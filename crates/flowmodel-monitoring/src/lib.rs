//! Monitoring setup for the flowmodel runtime.
//!
//! Holds the logging configuration and the subscriber initialization used by
//! binaries; libraries only emit `tracing` events.

use serde::{Deserialize, Serialize};
use std::env;
use tracing::warn;

pub mod logging;
pub use logging::{init_logging, LogExt};

/// Configuration for initializing the monitoring system
#[derive(Debug, Clone, PartialEq, Eq, Serialize, Deserialize)]
pub struct MonitoringConfig {
    /// Service name attached to the startup event
    #[serde(default = "default_service_name")]
    pub service_name: String,
    /// Log level filter (e.g., "info,flowmodel_core=debug"); `RUST_LOG` wins when set
    #[serde(default = "default_log_filter")]
    pub log_filter: String,
    /// Emit JSON lines instead of human-readable output
    #[serde(default)]
    pub enable_json_logging: bool,
}

fn default_service_name() -> String {
    "flowmodel".to_string()
}

fn default_log_filter() -> String {
    "info".to_string()
}

impl Default for MonitoringConfig {
    fn default() -> Self {
        Self {
            service_name: default_service_name(),
            log_filter: default_log_filter(),
            enable_json_logging: false,
        }
    }
}

impl MonitoringConfig {
    /// Load configuration from environment variables
    pub fn from_env() -> Self {
        Self::from_lookup(|key| env::var(key).ok())
    }

    /// Load configuration from an arbitrary key lookup
    pub fn from_lookup<F>(lookup: F) -> Self
    where
        F: Fn(&str) -> Option<String>,
    {
        let mut config = Self::default();

        if let Some(name) = lookup("FLOWMODEL_SERVICE_NAME") {
            if !name.trim().is_empty() {
                config.service_name = name;
            }
        }

        if let Some(filter) = lookup("FLOWMODEL_LOG_FILTER") {
            if !filter.trim().is_empty() {
                config.log_filter = filter;
            }
        }

        if let Some(json) = lookup("FLOWMODEL_LOG_JSON") {
            match json.trim().to_lowercase().as_str() {
                "1" | "true" | "yes" => config.enable_json_logging = true,
                "0" | "false" | "no" => config.enable_json_logging = false,
                _ => warn!("Invalid FLOWMODEL_LOG_JSON value: {}", json),
            }
        }

        config
    }
}

#[cfg(test)]
mod tests {
    use super::*;

    #[test]
    fn test_default_config() {
        let config = MonitoringConfig::from_lookup(|_| None);
        assert_eq!(config, MonitoringConfig::default());
        assert_eq!(config.log_filter, "info");
        assert!(!config.enable_json_logging);
    }

    #[test]
    fn test_env_overrides() {
        let config = MonitoringConfig::from_lookup(|key| match key {
            "FLOWMODEL_SERVICE_NAME" => Some("widgets".to_string()),
            "FLOWMODEL_LOG_FILTER" => Some("debug".to_string()),
            "FLOWMODEL_LOG_JSON" => Some("TRUE".to_string()),
            _ => None,
        });
        assert_eq!(config.service_name, "widgets");
        assert_eq!(config.log_filter, "debug");
        assert!(config.enable_json_logging);
    }

    #[test]
    fn test_invalid_json_flag_keeps_default() {
        let config = MonitoringConfig::from_lookup(|key| {
            (key == "FLOWMODEL_LOG_JSON").then(|| "sometimes".to_string())
        });
        assert!(!config.enable_json_logging);
    }

    #[test]
    fn test_deserialize_with_defaults() {
        let config: MonitoringConfig =
            serde_json::from_str(r#"{"enable_json_logging": true}"#).unwrap();
        assert_eq!(config.service_name, "flowmodel");
        assert!(config.enable_json_logging);
    }
}
//! Model classes: constructors for model instances and owners of flow tables

use std::fmt;
use std::sync::{Arc, PoisonError, RwLock};
use tracing::warn;

use crate::domain::flow_definition::FlowDefinition;
use crate::domain::model::{CreateModelOptions, FlowModel};
use crate::types::Props;
use crate::CoreError;

/// Initialization hook, run once per instance right after creation
pub type InitHook =
    Arc<dyn Fn(&FlowModel, &CreateModelOptions) -> Result<(), CoreError> + Send + Sync>;

/// A model constructor registered under a class name.
///
/// A class owns its flows. A class that `extends` another inherits the
/// ancestor's flows; flows with the same key on the more specific class win.
pub struct ModelClass {
    name: String,
    parent: Option<Arc<ModelClass>>,
    accepts_flows: bool,
    default_props: Props,
    on_init: Option<InitHook>,
    flows: RwLock<Vec<FlowDefinition>>,
}

impl ModelClass {
    /// Create a root class
    pub fn new(name: impl Into<String>) -> Self {
        Self {
            name: name.into(),
            parent: None,
            accepts_flows: true,
            default_props: Props::new(),
            on_init: None,
            flows: RwLock::new(Vec::new()),
        }
    }

    /// Inherit flows and default props from `parent`
    pub fn extends(mut self, parent: Arc<ModelClass>) -> Self {
        self.parent = Some(parent);
        self
    }

    /// Build a class that cannot hold flows
    pub fn without_flows(mut self) -> Self {
        self.accepts_flows = false;
        self
    }

    /// Props every new instance starts with, below the creation options' props
    pub fn with_default_props(mut self, props: Props) -> Self {
        self.default_props = props;
        self
    }

    /// Set the initialization hook
    pub fn on_init<F>(mut self, hook: F) -> Self
    where
        F: Fn(&FlowModel, &CreateModelOptions) -> Result<(), CoreError> + Send + Sync + 'static,
    {
        self.on_init = Some(Arc::new(hook));
        self
    }

    /// Class name
    pub fn name(&self) -> &str {
        &self.name
    }

    /// Direct ancestor
    pub fn parent(&self) -> Option<&Arc<ModelClass>> {
        self.parent.as_ref()
    }

    /// Whether flows can be registered on this class
    pub fn accepts_flows(&self) -> bool {
        self.accepts_flows
    }

    /// Whether this class is `name` or extends it
    pub fn is_a(&self, name: &str) -> bool {
        self.name == name || self.parent.as_ref().is_some_and(|p| p.is_a(name))
    }

    /// Default props merged down the class chain, most specific last
    pub fn default_props(&self) -> Props {
        let mut props = self
            .parent
            .as_ref()
            .map(|p| p.default_props())
            .unwrap_or_default();
        for (key, value) in &self.default_props {
            props.insert(key.clone(), value.clone());
        }
        props
    }

    pub(crate) fn init_hooks(&self) -> Vec<InitHook> {
        let mut hooks = self
            .parent
            .as_ref()
            .map(|p| p.init_hooks())
            .unwrap_or_default();
        if let Some(hook) = &self.on_init {
            hooks.push(hook.clone());
        }
        hooks
    }

    /// Store a flow on this class.
    ///
    /// Returns `false` without storing anything if the class does not accept
    /// flows. A flow with an existing key replaces it in place.
    pub fn register_flow(&self, flow: FlowDefinition) -> bool {
        if !self.accepts_flows {
            return false;
        }

        let mut flows = self.flows.write().unwrap_or_else(PoisonError::into_inner);
        match flows.iter_mut().find(|existing| existing.key == flow.key) {
            Some(existing) => {
                warn!(
                    model_class = %self.name,
                    flow_key = %flow.key,
                    "Flow is already registered and will be overwritten"
                );
                *existing = flow;
            }
            None => flows.push(flow),
        }
        true
    }

    /// Flows registered directly on this class
    pub fn own_flows(&self) -> Vec<FlowDefinition> {
        self.flows
            .read()
            .unwrap_or_else(PoisonError::into_inner)
            .clone()
    }

    /// Effective flow set: ancestor flows first, overridden and extended by this class
    pub fn flows(&self) -> Vec<FlowDefinition> {
        let mut effective = self
            .parent
            .as_ref()
            .map(|p| p.flows())
            .unwrap_or_default();

        for flow in self.own_flows() {
            match effective.iter_mut().find(|existing| existing.key == flow.key) {
                Some(existing) => *existing = flow,
                None => effective.push(flow),
            }
        }

        effective
    }

    /// Resolve a flow by key, most specific class first
    pub fn get_flow(&self, key: &str) -> Option<FlowDefinition> {
        let own = self
            .flows
            .read()
            .unwrap_or_else(PoisonError::into_inner)
            .iter()
            .find(|flow| flow.key == key)
            .cloned();

        own.or_else(|| self.parent.as_ref().and_then(|p| p.get_flow(key)))
    }

    /// Effective flows with `auto = true`, in effective order
    pub fn auto_flows(&self) -> Vec<FlowDefinition> {
        self.flows().into_iter().filter(|flow| flow.auto).collect()
    }
}

impl fmt::Debug for ModelClass {
    fn fmt(&self, f: &mut fmt::Formatter<'_>) -> fmt::Result {
        f.debug_struct("ModelClass")
            .field("name", &self.name)
            .field("parent", &self.parent.as_ref().map(|p| p.name.clone()))
            .field("accepts_flows", &self.accepts_flows)
            .field(
                "flows",
                &self.own_flows().iter().map(|f| f.key.clone()).collect::<Vec<_>>(),
            )
            .finish()
    }
}
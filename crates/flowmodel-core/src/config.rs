//! Engine configuration
//!
//! Values come from defaults overridden by `FLOWMODEL_*` environment variables.

use serde::{Deserialize, Serialize};
use std::env;
use std::str::FromStr;
use std::time::Duration;
use tracing::warn;

use crate::CoreError;

/// What happens to an apply-flow cache entry once its execution settles
#[derive(Debug, Clone, Copy, PartialEq, Eq, Serialize, Deserialize)]
#[serde(rename_all = "snake_case")]
pub enum EvictionPolicy {
    /// Drop the entry as soon as it settles; the next request re-executes
    OnSettle,
    /// Keep the settled outcome for a while; requests in that window reuse it
    Retain,
}

impl Default for EvictionPolicy {
    fn default() -> Self {
        EvictionPolicy::OnSettle
    }
}

impl FromStr for EvictionPolicy {
    type Err = CoreError;

    fn from_str(value: &str) -> Result<Self, Self::Err> {
        match value.trim().to_lowercase().as_str() {
            "on_settle" => Ok(EvictionPolicy::OnSettle),
            "retain" => Ok(EvictionPolicy::Retain),
            other => Err(CoreError::ConfigurationError(format!(
                "unknown eviction policy '{}', expected on_settle or retain",
                other
            ))),
        }
    }
}

fn parse_retain_ms(value: &str) -> Result<u64, CoreError> {
    value.trim().parse::<u64>().map_err(|e| {
        CoreError::ConfigurationError(format!("invalid retain window '{}': {}", value, e))
    })
}

/// Apply-flow cache configuration
#[derive(Debug, Clone, PartialEq, Eq, Serialize, Deserialize)]
pub struct CacheConfig {
    /// Eviction policy for settled entries
    #[serde(default)]
    pub eviction: EvictionPolicy,

    /// Retention window in milliseconds, used by [`EvictionPolicy::Retain`]
    #[serde(default = "default_retain_ms")]
    pub retain_ms: u64,
}

fn default_retain_ms() -> u64 {
    30_000
}

impl Default for CacheConfig {
    fn default() -> Self {
        Self {
            eviction: EvictionPolicy::default(),
            retain_ms: default_retain_ms(),
        }
    }
}

impl CacheConfig {
    /// Retention window as a duration
    pub fn retain_for(&self) -> Duration {
        Duration::from_millis(self.retain_ms)
    }
}

/// Engine configuration
#[derive(Debug, Clone, Default, PartialEq, Eq, Serialize, Deserialize)]
pub struct EngineConfig {
    /// Apply-flow cache settings
    #[serde(default)]
    pub cache: CacheConfig,
}

impl EngineConfig {
    /// Load configuration from environment variables
    pub fn from_env() -> Self {
        Self::from_lookup(|key| env::var(key).ok())
    }

    /// Load configuration from an arbitrary key lookup
    pub fn from_lookup<F>(lookup: F) -> Self
    where
        F: Fn(&str) -> Option<String>,
    {
        let mut config = Self::default();

        if let Some(policy) = lookup("FLOWMODEL_CACHE_EVICTION") {
            match policy.parse::<EvictionPolicy>() {
                Ok(eviction) => config.cache.eviction = eviction,
                Err(e) => warn!(
                    error = %e,
                    "Invalid FLOWMODEL_CACHE_EVICTION, using default on_settle"
                ),
            }
        }

        if let Some(retain_ms) = lookup("FLOWMODEL_CACHE_RETAIN_MS") {
            match parse_retain_ms(&retain_ms) {
                Ok(ms) => config.cache.retain_ms = ms,
                Err(e) => warn!(
                    error = %e,
                    "Invalid FLOWMODEL_CACHE_RETAIN_MS, keeping default"
                ),
            }
        }

        config
    }
}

● ● ● ● ● ● ●

> [Work task]: Select and copy every line of the listing with the word "CreateModelOptions".

> [Reply]:
use crate::domain::model::{CreateModelOptions, FlowModel};
    Arc<dyn Fn(&FlowModel, &CreateModelOptions) -> Result<(), CoreError> + Send + Sync>;
        F: Fn(&FlowModel, &CreateModelOptions) -> Result<(), CoreError> + Send + Sync + 'static,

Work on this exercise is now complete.